◆ Collected data ◆
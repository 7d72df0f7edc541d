//! llamachat - terminal chat with persistent sessions
//!
//! Main entry point for the llamachat application.

use anyhow::Result;

use tracing_subscriber::{layer::SubscriberExt, util::SubscriberInitExt, EnvFilter};

use llamachat::cli::{Cli, Commands};
use llamachat::commands;
use llamachat::config::Config;

#[tokio::main]
async fn main() -> Result<()> {
    // Parse command line arguments
    let cli = Cli::parse_args();

    // Initialize tracing
    init_tracing(cli.verbose);

    // Load configuration
    let config_path = cli.config.as_deref().unwrap_or("config/config.yaml");
    let config = Config::load(config_path, &cli)?;

    // Validate configuration
    config.validate()?;

    // Execute command
    match cli.command {
        Commands::Chat { session, .. } => {
            if let Some(s) = &session {
                tracing::debug!("Opening session: {}", s);
            }
            commands::chat::run_chat(config, session).await?;
            Ok(())
        }
        Commands::Sessions { command } => {
            tracing::info!("Starting session management command");
            commands::sessions::handle_sessions(&config, command)?;
            Ok(())
        }
    }
}

/// Initialize tracing subscriber with environment filter
///
/// Logs go to stderr so streamed replies on stdout stay readable.
fn init_tracing(verbose: bool) {
    let default_level = if verbose {
        "llamachat=debug"
    } else {
        "llamachat=info"
    };
    let env_filter =
        EnvFilter::try_from_default_env().unwrap_or_else(|_| EnvFilter::new(default_level));

    tracing_subscriber::registry()
        .with(env_filter)
        .with(tracing_subscriber::fmt::layer().with_writer(std::io::stderr))
        .init();
}
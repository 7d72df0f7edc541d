//! Server-sent events framing for streaming completions
//!
//! Chat-completion endpoints answer `stream=true` requests with a
//! `text/event-stream` body. Events are separated by blank lines; each
//! event carries one or more `data:` lines. This module only handles the
//! framing; decoding of the JSON payloads lives with the provider.

/// Terminal payload sent by OpenAI-compatible servers
pub const DONE_MARKER: &str = "[DONE]";

/// A single parsed SSE event
#[derive(Debug, Clone, PartialEq, Eq)]
pub struct SseEvent {
    /// Value of the `event:` field, when present
    pub event: Option<String>,
    /// `data:` lines joined with `\n`
    pub data: String,
}

impl SseEvent {
    /// Whether this event marks the end of the completion
    pub fn is_done(&self) -> bool {
        self.data == DONE_MARKER
    }
}

/// Incremental SSE decoder
///
/// Bytes are buffered until a blank line completes an event, so chunk
/// boundaries may fall anywhere, including inside a multi-byte character.
#[derive(Debug, Default)]
pub struct SseBuffer {
    buffer: Vec<u8>,
}

impl SseBuffer {
    /// Create an empty decoder
    pub fn new() -> Self {
        Self::default()
    }

    /// Feed a chunk of the response body and return every completed event
    ///
    /// # Examples
    ///
    /// ```
    /// use llamachat::providers::sse::SseBuffer;
    ///
    /// let mut sse = SseBuffer::new();
    /// assert!(sse.push(b"data: hel").is_empty());
    /// let events = sse.push(b"lo\n\n");
    /// assert_eq!(events[0].data, "hello");
    /// ```
    pub fn push(&mut self, chunk: &[u8]) -> Vec<SseEvent> {
        // CR only ever appears as part of a line ending in SSE
        self.buffer.extend(chunk.iter().copied().filter(|b| *b != b'\r'));

        let mut events = Vec::new();
        while let Some(pos) = find_blank_line(&self.buffer) {
            let block: Vec<u8> = self.buffer.drain(..pos + 2).collect();
            if let Some(event) = parse_event(&block[..pos]) {
                events.push(event);
            }
        }
        events
    }

    /// Flush a trailing event that was not terminated by a blank line
    pub fn finish(&mut self) -> Option<SseEvent> {
        let block = std::mem::take(&mut self.buffer);
        parse_event(&block)
    }
}

fn find_blank_line(buffer: &[u8]) -> Option<usize> {
    buffer.windows(2).position(|w| w == b"\n\n")
}

fn parse_event(block: &[u8]) -> Option<SseEvent> {
    let text = String::from_utf8_lossy(block);
    let mut data_lines: Vec<&str> = Vec::new();
    let mut event: Option<String> = None;

    for line in text.lines() {
        if let Some(value) = line.strip_prefix("data:") {
            data_lines.push(value.strip_prefix(' ').unwrap_or(value));
        } else if let Some(value) = line.strip_prefix("event:") {
            event = Some(value.trim().to_string());
        }
        // Comments (`:`), `id:` and `retry:` carry nothing we use.
    }

    if data_lines.is_empty() {
        return None;
    }

    let data = data_lines.join("\n");
    if data.trim().is_empty() {
        return None;
    }

    Some(SseEvent { event, data })
}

◆ What to work on ◆
Could you write out all the records exactly, please?

◆ Result for this task ◆
repository 7d72df0f7edc541d
//! llamachat - terminal chat with persistent sessions
//!
//! Main entry point for the llamachat application.

use anyhow::Result;

use tracing_subscriber::{layer::SubscriberExt, util::SubscriberInitExt, EnvFilter};

use llamachat::cli::{Cli, Commands};
use llamachat::commands;
use llamachat::config::Config;

#[tokio::main]
async fn main() -> Result<()> {
    // Parse command line arguments
    let cli = Cli::parse_args();

    // Initialize tracing
    init_tracing(cli.verbose);

    // Load configuration
    let config_path = cli.config.as_deref().unwrap_or("config/config.yaml");
    let config = Config::load(config_path, &cli)?;

    // Validate configuration
    config.validate()?;

    // Execute command
    match cli.command {
        Commands::Chat { session, .. } => {
            if let Some(s) = &session {
                tracing::debug!("Opening session: {}", s);
            }
            commands::chat::run_chat(config, session).await?;
            Ok(())
        }
        Commands::Sessions { command } => {
            tracing::info!("Starting session management command");
            commands::sessions::handle_sessions(&config, command)?;
            Ok(())
        }
    }
}

/// Initialize tracing subscriber with environment filter
///
/// Logs go to stderr so streamed replies on stdout stay readable.
fn init_tracing(verbose: bool) {
    let default_level = if verbose {
        "llamachat=debug"
    } else {
        "llamachat=info"
    };
    let env_filter =
        EnvFilter::try_from_default_env().unwrap_or_else(|_| EnvFilter::new(default_level));

    tracing_subscriber::registry()
        .with(env_filter)
        .with(tracing_subscriber::fmt::layer().with_writer(std::io::stderr))
        .init();
}
repository 7d72df0f7edc541d
//! Server-sent events framing for streaming completions
//!
//! Chat-completion endpoints answer `stream=true` requests with a
//! `text/event-stream` body. Events are separated by blank lines; each
//! event carries one or more `data:` lines. This module only handles the
//! framing; decoding of the JSON payloads lives with the provider.

/// Terminal payload sent by OpenAI-compatible servers
pub const DONE_MARKER: &str = "[DONE]";

/// A single parsed SSE event
#[derive(Debug, Clone, PartialEq, Eq)]
pub struct SseEvent {
    /// Value of the `event:` field, when present
    pub event: Option<String>,
    /// `data:` lines joined with `\n`
    pub data: String,
}

impl SseEvent {
    /// Whether this event marks the end of the completion
    pub fn is_done(&self) -> bool {
        self.data == DONE_MARKER
    }
}

/// Incremental SSE decoder
///
/// Bytes are buffered until a blank line completes an event, so chunk
/// boundaries may fall anywhere, including inside a multi-byte character.
#[derive(Debug, Default)]
pub struct SseBuffer {
    buffer: Vec<u8>,
}

impl SseBuffer {
    /// Create an empty decoder
    pub fn new() -> Self {
        Self::default()
    }

    /// Feed a chunk of the response body and return every completed event
    ///
    /// # Examples
    ///
    /// ```
    /// use llamachat::providers::sse::SseBuffer;
    ///
    /// let mut sse = SseBuffer::new();
    /// assert!(sse.push(b"data: hel").is_empty());
    /// let events = sse.push(b"lo\n\n");
    /// assert_eq!(events[0].data, "hello");
    /// ```
    pub fn push(&mut self, chunk: &[u8]) -> Vec<SseEvent> {
        // CR only ever appears as part of a line ending in SSE
        self.buffer.extend(chunk.iter().copied().filter(|b| *b != b'\r'));

        let mut events = Vec::new();
        while let Some(pos) = find_blank_line(&self.buffer) {
            let block: Vec<u8> = self.buffer.drain(..pos + 2).collect();
            if let Some(event) = parse_event(&block[..pos]) {
                events.push(event);
            }
        }
        events
    }

    /// Flush a trailing event that was not terminated by a blank line
    pub fn finish(&mut self) -> Option<SseEvent> {
        let block = std::mem::take(&mut self.buffer);
        parse_event(&block)
    }
}

fn find_blank_line(buffer: &[u8]) -> Option<usize> {
    buffer.windows(2).position(|w| w == b"\n\n")
}

fn parse_event(block: &[u8]) -> Option<SseEvent> {
    let text = String::from_utf8_lossy(block);
    let mut data_lines: Vec<&str> = Vec::new();
    let mut event: Option<String> = None;

    for line in text.lines() {
        if let Some(value) = line.strip_prefix("data:") {
            data_lines.push(value.strip_prefix(' ').unwrap_or(value));
        } else if let Some(value) = line.strip_prefix("event:") {
            event = Some(value.trim().to_string());
        }
        // Comments (`:`), `id:` and `retry:` carry nothing we use.
    }

    if data_lines.is_empty() {
        return None;
    }

    let data = data_lines.join("\n");
    if data.trim().is_empty() {
        return None;
    }

    Some(SseEvent { event, data })
}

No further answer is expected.